Kejaksaan Agung (Kejagung) didesak untuk menelusuri aliran dana dugaan korupsi yang melibatkan makelar kasus di Mahkamah Agung (MA), Zarof Ricar, ke sejumlah pihak termasuk juga ke keluarganya.
“Terkait aliran dana ke keluarga atau siapa pun perlu ditelusuri,” kata Pakar Hukum Pidana dari Universitas Bung Karno, Hudi Yusuf, ketika dihubungi Inilah.com, Rabu (12/2/2025).
Menurut Hudi, siapa pun yang menerima aliran dana hasil korupsi Zarof harus dijerat hukum melalui pasal Tindak Pidana Pencucian Uang (TPPU). Hudi menaruh curiga adanya sejumlah aset yang diduga dari hasil korupsi disamarkan Zarof.
“Mereka itu pelaku aktif atau pasif (yang hanya menikmati), namun keduanya tetap mendapat hukuman,” ucapnya.
Istri Zarof Ricar Diperiksa
Sebelumnya, Kejagung telah memeriksa anak dan istri Zarof Ricar pada Senin (23/12/2024). Kepala Pusat Penerangan Hukum (Kapuspenkum) Kejagung, Harli Siregar, mengatakan bahwa pemeriksaan dilakukan oleh Tim Jaksa Penyidik pada Direktorat Penyidikan Jaksa Agung Muda Bidang Tindak Pidana Khusus (Jampidsus).
“Kejagung memeriksa dua orang saksi, yakni DA selaku istri tersangka ZR, dan RBP selaku anak tersangka ZR,” kata Harli dalam keterangan resmi.
Pemeriksaan ini terkait dengan kasus pemufakatan jahat dalam tindak pidana korupsi suap atau gratifikasi dalam penanganan perkara terpidana Ronald Tannur pada tahun 2023–2024.

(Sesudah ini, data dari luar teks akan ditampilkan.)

//! `/ws/monitor/:id` and `/ws/client/:id` (§4.10's implementation note): composed
//! the same way `tasks-worker` composes its health router, so a binary merges this
//! with `/healthz`/`/readyz`/`/metrics` under one `axum::serve` call.

use std::sync::Arc;

use axum::extract::ws::{CloseFrame, Message, WebSocket, WebSocketUpgrade};
use axum::extract::{Path, State};
use axum::response::IntoResponse;
use axum::routing::get;
use axum::Router;
use broker_core::JobRepository;
use tracing::{debug, instrument};

use crate::broadcaster::EventBroadcaster;
use crate::registry::SLOW_CONSUMER_CLOSE_CODE;
use crate::wire::emprops::{EmpropsClientMessage, EmpropsMessage};

/// Sends an explicit close frame carrying [`SLOW_CONSUMER_CLOSE_CODE`] so the
/// client distinguishes "you fell behind, reconnect" from a normal disconnect.
async fn send_slow_consumer_close(socket: &mut WebSocket) {
    let _ = socket
        .send(Message::Close(Some(CloseFrame {
            code: SLOW_CONSUMER_CLOSE_CODE,
            reason: "slow consumer".into(),
        })))
        .await;
}

#[derive(Clone)]
pub struct EventsState {
    pub broadcaster: Arc<EventBroadcaster>,
    pub job_repository: JobRepository,
}

/// Builds the two WebSocket routes. Merge into a binary's root router alongside
/// its admin routes.
pub fn events_router(state: EventsState) -> Router {
    Router::new()
        .route("/ws/monitor/{id}", get(monitor_handler))
        .route("/ws/client/{id}", get(client_handler))
        .with_state(state)
}

async fn monitor_handler(
    ws: WebSocketUpgrade,
    Path(id): Path<String>,
    State(state): State<EventsState>,
) -> impl IntoResponse {
    ws.on_upgrade(move |socket| handle_monitor_socket(socket, id, state))
}

#[instrument(skip(socket, state))]
async fn handle_monitor_socket(mut socket: WebSocket, id: String, state: EventsState) {
    let mut outgoing = state.broadcaster.monitors().register(id.clone()).await;

    loop {
        tokio::select! {
            outbound = outgoing.recv() => {
                let Some(message) = outbound else {
                    if state.broadcaster.monitors().take_overflow(&id).await {
                        send_slow_consumer_close(&mut socket).await;
                    }
                    break;
                };
                if socket.send(message).await.is_err() {
                    break;
                }
            }
            inbound = socket.recv() => {
                match inbound {
                    Some(Ok(Message::Close(_))) | None => break,
                    Some(Ok(_)) => {} // monitors don't send commands today
                    Some(Err(e)) => {
                        debug!("monitor {id} socket error: {e}");
                        break;
                    }
                }
            }
        }
    }

    state.broadcaster.monitors().remove(&id).await;
}

async fn client_handler(
    ws: WebSocketUpgrade,
    Path(id): Path<String>,
    State(state): State<EventsState>,
) -> impl IntoResponse {
    ws.on_upgrade(move |socket| handle_client_socket(socket, id, state))
}

#[instrument(skip(socket, state))]
async fn handle_client_socket(mut socket: WebSocket, id: String, state: EventsState) {
    let mut outgoing = state.broadcaster.clients().register(id.clone()).await;

    let greeting = EmpropsMessage::ConnectionEstablished {
        message: "connected".to_string(),
        timestamp: chrono::Utc::now().timestamp_millis(),
    };
    if let Ok(json) = serde_json::to_string(&greeting) {
        if socket.send(Message::Text(json.into())).await.is_err() {
            state.broadcaster.clients().remove(&id).await;
            return;
        }
    }

    loop {
        tokio::select! {
            outbound = outgoing.recv() => {
                let Some(message) = outbound else {
                    if state.broadcaster.clients().take_overflow(&id).await {
                        send_slow_consumer_close(&mut socket).await;
                    }
                    break;
                };
                if socket.send(message).await.is_err() {
                    break;
                }
            }
            inbound = socket.recv() => {
                match inbound {
                    Some(Ok(Message::Text(text))) => {
                        handle_client_message(&mut socket, &id, &state, &text).await;
                    }
                    Some(Ok(Message::Close(_))) | None => break,
                    Some(Ok(_)) => {}
                    Some(Err(e)) => {
                        debug!("client {id} socket error: {e}");
                        break;
                    }
                }
            }
        }
    }

    state.broadcaster.clients().remove(&id).await;
}

async fn handle_client_message(socket: &mut WebSocket, client_id: &str, state: &EventsState, text: &str) {
    let Ok(EmpropsClientMessage::SubmitJob { spec }) = serde_json::from_str(text) else {
        debug!("client {client_id} sent an unrecognized message");
        return;
    };

    let now_ms = chrono::Utc::now().timestamp_millis();
    match state.job_repository.submit(spec, now_ms).await {
        Ok(job) => {
            state
                .broadcaster
                .register_job_owner(job.id.clone(), client_id.to_string())
                .await;
            let reply = EmpropsMessage::JobAccepted {
                job_id: job.id,
                status: "queued".to_string(),
                timestamp: now_ms,
            };
            if let Ok(json) = serde_json::to_string(&reply) {
                let _ = socket.send(Message::Text(json.into())).await;
            }
        }
        Err(e) => debug!("client {client_id} submit_job rejected: {e}"),
    }
}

Sementara itu, Jaksa Penuntut Umum (JPU) Kejagung mendakwa Zarof Ricar menerima gratifikasi berupa uang tunai senilai Rp915 miliar dan emas seberat 51 kilogram selama periode 2012–2022.
“Perbuatan Zarof dianggap sebagai penerimaan suap yang berhubungan dengan jabatannya dan berlawanan dengan kewajiban atau tugasnya, yaitu mempengaruhi putusan dalam perkara tertentu,” ujar Jaksa Nurachman Adikusumo saat membacakan surat dakwaan di Pengadilan Tipikor Jakarta, Senin (10/2/2025).
JPU merinci gratifikasi yang diterima Zarof mencakup berbagai mata uang asing, antara lain 71,07 juta dolar Singapura, 1,39 juta dolar AS, dan 46.200 euro. Selain itu, ditemukan logam mulia jenis Fine Gold 999.9 seberat 46,9 kilogram serta sejumlah dokumen terkait transaksi emas.
Selama menjabat di MA, Zarof menduduki berbagai posisi strategis yang memberinya akses luas ke hakim agung. Pada 2017 hingga 2022, ia menjabat sebagai Kepala Badan Penelitian, Pengembangan, Pendidikan, dan Pelatihan Hukum dan Peradilan MA.
“Dari sini, terdakwa memfasilitasi pihak yang sedang berperkara dengan maksud supaya memengaruhi hakim dalam menjatuhkan putusan sesuai dengan permintaan para pihak berperkara sehingga terdakwa menerima suap,” ungkap JPU.
Kasus gratifikasi ini berawal dari dugaan suap dalam vonis bebas terpidana pembunuhan Ronald Tannur di tingkat kasasi. Zarof didakwa melakukan pemufakatan jahat berupa perbantuan dalam pemberian suap senilai Rp5 miliar untuk memengaruhi putusan kasasi yang menguatkan putusan PN Surabaya Nomor 454/Pid.B/2024/PN.Sby tanggal 24 Juli 2024.
Atas perbuatannya, Zarof disangkakan melanggar Pasal 6 ayat (1) huruf a atau Pasal 5 ayat (1) dan Pasal 12B juncto Pasal 15 jo. Pasal 18 Undang-Undang Nomor 31 Tahun 1999 tentang Pemberantasan Tindak Pidana Korupsi sebagaimana diubah dengan UU Nomor 20 Tahun 2001.